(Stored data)
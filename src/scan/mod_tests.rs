use super::*;
use crate::context::BlockScanContext;
use crate::parser::NodeKind;
use crate::registry::ScannerRegistry;

/// Flags methods longer than three lines.
#[derive(Default)]
struct MethodLengthScanner;

impl Scanner for MethodLengthScanner {
    fn scan_block(&self, ctx: &BlockScanContext<'_>) -> Result<Vec<Violation>> {
        let block = ctx.block;
        if block.kind() != NodeKind::Function || block.parent().is_none() || block.line_count() <= 3 {
            return Ok(Vec::new());
        }
        Ok(vec![ctx.violation(format!("method too long: {}", block.name()))?])
    }
}

const A_PY: &str = "\
class Foo:
    def short(self):
        return 1

    def long(self):
        a = 1
        b = 2
        c = 3
        return a + b + c
";

const B_PY: &str = "def broken(:\n    pass\n";

fn scope() -> Scope {
    Scope::from_sources([("a.py", A_PY), ("b.py", B_PY)])
}

fn registry() -> ScannerRegistry {
    let mut registry = ScannerRegistry::new();
    registry.register_default::<MethodLengthScanner>(
        "scanners.method_length_scanner",
        "MethodLengthScanner",
    );
    registry
}

fn rule() -> Arc<Rule> {
    Arc::new(
        Rule::new("short-methods", "code/short_methods.json")
            .with_scanner("scanners.method_length_scanner.MethodLengthScanner"),
    )
}

#[test]
fn end_to_end_scan_flags_one_method_and_skips_broken_file() {
    let registry = registry();
    let scope = scope();

    let scan = ScannerOrchestrator::new(&registry)
        .performs_scan_on_scope(Scan::new(rule()), &scope, None)
        .unwrap();

    assert_eq!(scan.violations().len(), 1);
    let violation = &scan.violations()[0];
    assert_eq!(violation.location(), "a.py");
    assert_eq!(violation.message(), "method too long: long");
    assert_eq!(violation.line_number(), Some(5));
    assert_eq!(scan.violations_at("b.py").count(), 0);
    assert_eq!(scan.error_count(), 1);
    assert_eq!(scan.warning_count(), 0);
}

#[test]
fn violations_are_also_attached_to_blocks() {
    let registry = registry();
    let scope = scope();

    let scan = ScannerOrchestrator::new(&registry)
        .performs_scan_on_scope(Scan::new(rule()), &scope, None)
        .unwrap();

    let block_ref = scan.violations()[0].block().unwrap();
    let block = scope.block(block_ref).unwrap();
    assert_eq!(block.name(), "long");
    assert_eq!(block.violation_count(), 1);
}

#[test]
fn independent_scans_are_idempotent() {
    let registry = registry();
    let orchestrator = ScannerOrchestrator::new(&registry);

    let first = orchestrator
        .performs_scan_on_scope(Scan::new(rule()), &scope(), None)
        .unwrap();
    let second = orchestrator
        .performs_scan_on_scope(Scan::new(rule()), &scope(), None)
        .unwrap();

    let summary = |scan: &Scan| {
        scan.violations()
            .iter()
            .map(|v| (v.message().to_string(), v.severity()))
            .collect::<Vec<_>>()
    };
    assert_eq!(summary(&first), summary(&second));
}

#[test]
fn explicit_scanner_skips_registry() {
    let registry = ScannerRegistry::new();
    let scope = scope();

    let scan = ScannerOrchestrator::new(&registry)
        .performs_scan_on_scope(Scan::new(rule()), &scope, Some(&MethodLengthScanner))
        .unwrap();

    assert_eq!(scan.violations().len(), 1);
    assert_eq!(registry.lookup_count(), 0);
}

#[test]
fn rule_without_scanner_yields_empty_scan() {
    let registry = registry();
    let rule = Arc::new(Rule::new("docs", "docs.json"));

    let scan = ScannerOrchestrator::new(&registry)
        .performs_scan_on_scope(Scan::new(rule), &scope(), None)
        .unwrap();

    assert!(scan.violations().is_empty());
}

#[test]
fn unresolvable_scanner_is_a_load_error() {
    let registry = ScannerRegistry::new();

    let err = ScannerOrchestrator::new(&registry)
        .performs_scan_on_scope(Scan::new(rule()), &scope(), None)
        .unwrap_err();

    assert_eq!(err.error_type(), "ScannerLoad");
}

#[test]
fn record_appends_in_order() {
    let rule = rule();
    let mut scan = Scan::new(Arc::clone(&rule));

    scan.record([
        Violation::new(&rule, "first").unwrap(),
        Violation::new(&rule, "second")
            .unwrap()
            .with_severity(Severity::Warning),
    ]);
    scan.record([Violation::new(&rule, "third").unwrap()]);

    let messages: Vec<&str> = scan.violations().iter().map(Violation::message).collect();
    assert_eq!(messages, vec!["first", "second", "third"]);
    assert_eq!(scan.warning_count(), 1);
    assert_eq!(scan.into_violations().len(), 3);
}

Your assignment: Each line holding the word "second" must be copied from the data.

Written response:
    let second = orchestrator
    assert_eq!(summary(&first), summary(&second));
        Violation::new(&rule, "second")
    assert_eq!(messages, vec!["first", "second", "third"]);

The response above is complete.